El 2 de diciembre de 1617, Madrid dio un paso decisivo para transformar el viejo Arrabal en la Plaza Mayor. Aquel espacio irregular, lleno de barro, charcas y puestos improvisados, era el corazón comercial de la Villa, pero también su mayor desorden. Entre carros, hortalizas y humo de braseros, la vida madrileña se mezclaba con el caos. Ese día se marcó un hito en la gran obra que ya había comenzado semanas antes: el proyecto diseñado por Juan Gómez de Mora bajo el mandato de Felipe III.
La idea era ambiciosa: convertir el bullicio en un rectángulo perfecto, rodeado de soportales y balcones uniformes. La plaza se concibió como escenario de poder y espectáculo: corridas de toros, autos sacramentales, proclamaciones reales. Las obras avanzaron con rapidez para la época: en julio de 1619 la estructura estaba prácticamente terminada y en septiembre de 1620 se dio por concluida oficialmente, tras invertir unos 150.000 ducados. En el centro, la estatua ecuestre de Felipe III presidía el nuevo espacio, símbolo de la monarquía y del orden urbano.
Pero la historia de la Plaza Mayor no fue tranquila. Tres incendios la arrasaron, el más devastador en 1790. Las llamas comenzaron en una casa y se propagaron por los tejados de madera como pólvora. El fuego iluminó la noche durante horas y el humo se veía desde las afueras. Más de un tercio de la plaza quedó destruido. Tras el desastre, Juan de Villanueva rediseñó el conjunto: rebajó alturas, cerró esquinas y le dio el aspecto que hoy conocemos.
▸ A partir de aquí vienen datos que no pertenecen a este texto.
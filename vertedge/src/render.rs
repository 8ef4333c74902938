//! Drawing-surface contract and a headless implementation of it.
//!
//! Primitives build their outline through [`DrawContext`] both to paint and to
//! hit-test, so the same path feeds `fill`/`stroke` and the point queries. The
//! browser binding implements the trait for `CanvasRenderingContext2d`;
//! [`PathHitContext`] answers the queries geometrically for native hosts and tests.

use crate::geometry::flatten::{flatten_circle, flatten_quadratic};
use crate::geometry::math::{seg_distance_sq, winding_number};
use crate::geometry::vector::Vector2;

/// The subset of the HTML canvas 2D API the editor needs.
///
/// Path coordinates are CSS pixels. Point queries take device pixels, as the
/// canvas does once a device-pixel-ratio transform is installed.
pub trait DrawContext {
    fn begin_path(&mut self);
    fn close_path(&mut self);
    fn move_to(&mut self, x: f64, y: f64);
    fn line_to(&mut self, x: f64, y: f64);
    fn quadratic_curve_to(&mut self, cpx: f64, cpy: f64, x: f64, y: f64);
    /// Full circle/ellipse around `(cx, cy)`.
    fn ellipse(&mut self, cx: f64, cy: f64, rx: f64, ry: f64);
    fn rect(&mut self, x: f64, y: f64, w: f64, h: f64);
    fn fill(&mut self);
    fn stroke(&mut self);
    fn set_fill_style(&mut self, color: &str);
    fn set_stroke_style(&mut self, color: &str);
    fn set_line_width(&mut self, width: f64);
    fn set_line_dash(&mut self, dash: &[f64]);
    fn is_point_in_path(&mut self, x: f64, y: f64) -> bool;
    fn is_point_in_stroke(&mut self, x: f64, y: f64) -> bool;
}

/// Appends a two-digit hex alpha to a `#rrggbb` colour.
pub fn with_alpha(color: &str, alpha: &str) -> String {
    format!("{color}{alpha}")
}

#[derive(Clone, Debug, Default)]
struct SubPath {
    points: Vec<Vector2>,
    closed: bool,
}

/// A paint operation captured by [`PathHitContext`].
#[derive(Clone, Debug, PartialEq)]
pub enum DrawOp {
    Fill { style: String },
    Stroke { style: String, line_width: f64, dash: Vec<f64> },
}

/// Headless [`DrawContext`]: keeps the current path flattened to polylines and
/// answers point queries with non-zero winding and stroke distance.
///
/// Paint calls are recorded in [`PathHitContext::ops`] rather than rasterised.
#[derive(Clone, Debug)]
pub struct PathHitContext {
    scale: f64,
    tolerance: f64,
    subpaths: Vec<SubPath>,
    fill_style: String,
    stroke_style: String,
    line_width: f64,
    line_dash: Vec<f64>,
    pub ops: Vec<DrawOp>,
}

impl Default for PathHitContext {
    fn default() -> Self {
        PathHitContext::new(1.0)
    }
}

impl PathHitContext {
    /// `scale` is the device pixel ratio that query coordinates are expressed in.
    pub fn new(scale: f64) -> Self {
        Self {
            scale,
            tolerance: 0.1,
            subpaths: Vec::new(),
            fill_style: String::from("#000000"),
            stroke_style: String::from("#000000"),
            line_width: 1.0,
            line_dash: Vec::new(),
            ops: Vec::new(),
        }
    }

    pub fn line_width(&self) -> f64 {
        self.line_width
    }

    fn current(&mut self) -> Option<&mut SubPath> {
        self.subpaths.last_mut().filter(|s| !s.closed)
    }

    fn last_point(&self) -> Option<Vector2> {
        self.subpaths.last().and_then(|s| {
            if s.closed {
                s.points.first().copied()
            } else {
                s.points.last().copied()
            }
        })
    }

    fn push_closed(&mut self, points: Vec<Vector2>) {
        self.subpaths.push(SubPath { points, closed: true });
    }

    fn query_point(&self, x: f64, y: f64) -> Vector2 {
        Vector2::new(x / self.scale, y / self.scale)
    }
}

impl DrawContext for PathHitContext {
    fn begin_path(&mut self) {
        self.subpaths.clear();
    }

    fn close_path(&mut self) {
        if let Some(s) = self.current() {
            s.closed = true;
        }
    }

    fn move_to(&mut self, x: f64, y: f64) {
        self.subpaths.push(SubPath { points: vec![Vector2::new(x, y)], closed: false });
    }

    fn line_to(&mut self, x: f64, y: f64) {
        let p = Vector2::new(x, y);
        match self.current() {
            Some(s) => s.points.push(p),
            None => {
                let start = self.last_point().unwrap_or(p);
                self.subpaths.push(SubPath { points: vec![start, p], closed: false });
            }
        }
    }

    fn quadratic_curve_to(&mut self, cpx: f64, cpy: f64, x: f64, y: f64) {
        let end = Vector2::new(x, y);
        let cp = Vector2::new(cpx, cpy);
        let start = self.last_point().unwrap_or(cp);
        let mut pts = Vec::new();
        flatten_quadratic(&mut pts, start, cp, end, self.tolerance, 0);
        match self.current() {
            Some(s) => s.points.extend(pts),
            None => {
                let mut points = vec![start];
                points.extend(pts);
                self.subpaths.push(SubPath { points, closed: false });
            }
        }
    }

    fn ellipse(&mut self, cx: f64, cy: f64, rx: f64, ry: f64) {
        let mut pts = flatten_circle(Vector2::ZERO, 1.0);
        for p in pts.iter_mut() {
            p.set(cx + p.x * rx.abs(), cy + p.y * ry.abs());
        }
        self.push_closed(pts);
    }

    fn rect(&mut self, x: f64, y: f64, w: f64, h: f64) {
        self.push_closed(vec![
            Vector2::new(x, y),
            Vector2::new(x + w, y),
            Vector2::new(x + w, y + h),
            Vector2::new(x, y + h),
        ]);
    }

    fn fill(&mut self) {
        self.ops.push(DrawOp::Fill { style: self.fill_style.clone() });
    }

    fn stroke(&mut self) {
        self.ops.push(DrawOp::Stroke {
            style: self.stroke_style.clone(),
            line_width: self.line_width,
            dash: self.line_dash.clone(),
        });
    }

    fn set_fill_style(&mut self, color: &str) {
        self.fill_style = color.to_string();
    }

    fn set_stroke_style(&mut self, color: &str) {
        self.stroke_style = color.to_string();
    }

    fn set_line_width(&mut self, width: f64) {
        // Canvas ignores non-positive and non-finite widths
        if width.is_finite() && width > 0.0 {
            self.line_width = width;
        }
    }

    fn set_line_dash(&mut self, dash: &[f64]) {
        self.line_dash = dash.to_vec();
    }

    fn is_point_in_path(&mut self, x: f64, y: f64) -> bool {
        let p = self.query_point(x, y);
        let wn: i32 = self.subpaths.iter().map(|s| winding_number(p, &s.points)).sum();
        wn != 0
    }

    fn is_point_in_stroke(&mut self, x: f64, y: f64) -> bool {
        let p = self.query_point(x, y);
        let half = 0.5 * self.line_width;
        let half2 = half * half;
        self.subpaths.iter().any(|s| {
            let n = s.points.len();
            if n == 1 {
                return false;
            }
            let segs = if s.closed { n } else { n - 1 };
            (0..segs).any(|i| {
                let (d2, _) = seg_distance_sq(p, s.points[i], s.points[(i + 1) % n]);
                d2 <= half2
            })
        })
    }
}

#[cfg(test)]
mod tests {
    use super::*;

    #[test]
    fn circle_fill_and_stroke_queries() {
        let mut ctx = PathHitContext::new(1.0);
        ctx.begin_path();
        ctx.ellipse(50.0, 50.0, 10.0, 10.0);
        assert!(ctx.is_point_in_path(50.0, 50.0));
        assert!(!ctx.is_point_in_path(65.0, 50.0));
        ctx.set_line_width(4.0);
        assert!(ctx.is_point_in_stroke(61.5, 50.0));
        assert!(!ctx.is_point_in_stroke(50.0, 50.0));
    }

    #[test]
    fn queries_are_in_device_pixels() {
        let mut ctx = PathHitContext::new(2.0);
        ctx.begin_path();
        ctx.rect(0.0, 0.0, 10.0, 10.0);
        assert!(ctx.is_point_in_path(15.0, 15.0));
        assert!(!ctx.is_point_in_path(25.0, 15.0));
    }

    #[test]
    fn open_line_has_no_interior() {
        let mut ctx = PathHitContext::new(1.0);
        ctx.begin_path();
        ctx.move_to(0.0, 0.0);
        ctx.line_to(100.0, 0.0);
        ctx.set_line_width(12.0);
        assert!(!ctx.is_point_in_path(50.0, 0.0));
        assert!(ctx.is_point_in_stroke(50.0, 5.5));
        assert!(!ctx.is_point_in_stroke(50.0, 6.5));
    }

    #[test]
    fn quadratic_stroke_follows_curve() {
        let mut ctx = PathHitContext::new(1.0);
        ctx.begin_path();
        ctx.move_to(0.0, 0.0);
        ctx.quadratic_curve_to(50.0, 100.0, 100.0, 0.0);
        ctx.set_line_width(4.0);
        assert!(ctx.is_point_in_stroke(50.0, 50.0));
        assert!(!ctx.is_point_in_stroke(50.0, 0.0));
    }

    #[test]
    fn paint_calls_are_recorded() {
        let mut ctx = PathHitContext::new(1.0);
        ctx.set_stroke_style(&with_alpha("#39a0fa", "cc"));
        ctx.set_line_width(3.0);
        ctx.stroke();
        assert_eq!(
            ctx.ops,
            vec![DrawOp::Stroke { style: "#39a0facc".into(), line_width: 3.0, dash: vec![] }]
        );
    }
}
Entre los arcos y balcones se esconden también secretos y leyendas. Una de ellas es la historia de Cirilo, un mozo ajusticiado en la plaza por un crimen que no cometió. Cuando su inocencia salió a la luz, ya era tarde. Desde entonces, dicen que su sombra vaga entre los soportales: pasos arrastrados cuando todo está en calma, un murmullo que roza los arcos, el frío súbito en noches de verano. Algunos madrileños aseguran que las farolas parpadean cuando Cirilo pasa.
Otro secreto menos inquietante, pero igual fascinante, es la acústica de la plaza. Se cuenta que en tiempos de Felipe III, los arquitectos aprovecharon la forma cerrada y los soportales para que las órdenes reales pudieran transmitirse sin levantar la voz. Un susurro bastaba para cruzar el espacio. Hoy, cuatro siglos después, el efecto sigue funcionando. Si alguna vez la visitas, prueba esto: colócate en la esquina bajo los soportales de la Casa de la Panadería y pide a alguien que se sitúe en la opuesta, en la Casa de la Carnicería. Susurra. Tu voz viajará como un hilo invisible, saltando sobre los arcos, hasta llegar al otro extremo. No es magia, es arquitectura… pero se siente como un truco que la ciudad guarda para los curiosos.
Hoy, la Plaza Mayor parece inmóvil, pero bajo sus adoquines late la memoria de siglos. Cada arco, cada balconada, fue testigo de mercados, celebraciones, incendios y luchas de poder. Lo que comenzó como barro y caos se convirtió en centro de vida, espectáculo y resiliencia. Tal día como hoy, Madrid no solo levantó los ladrillos de una plaza: construyó el escenario donde su historia se sigue contando.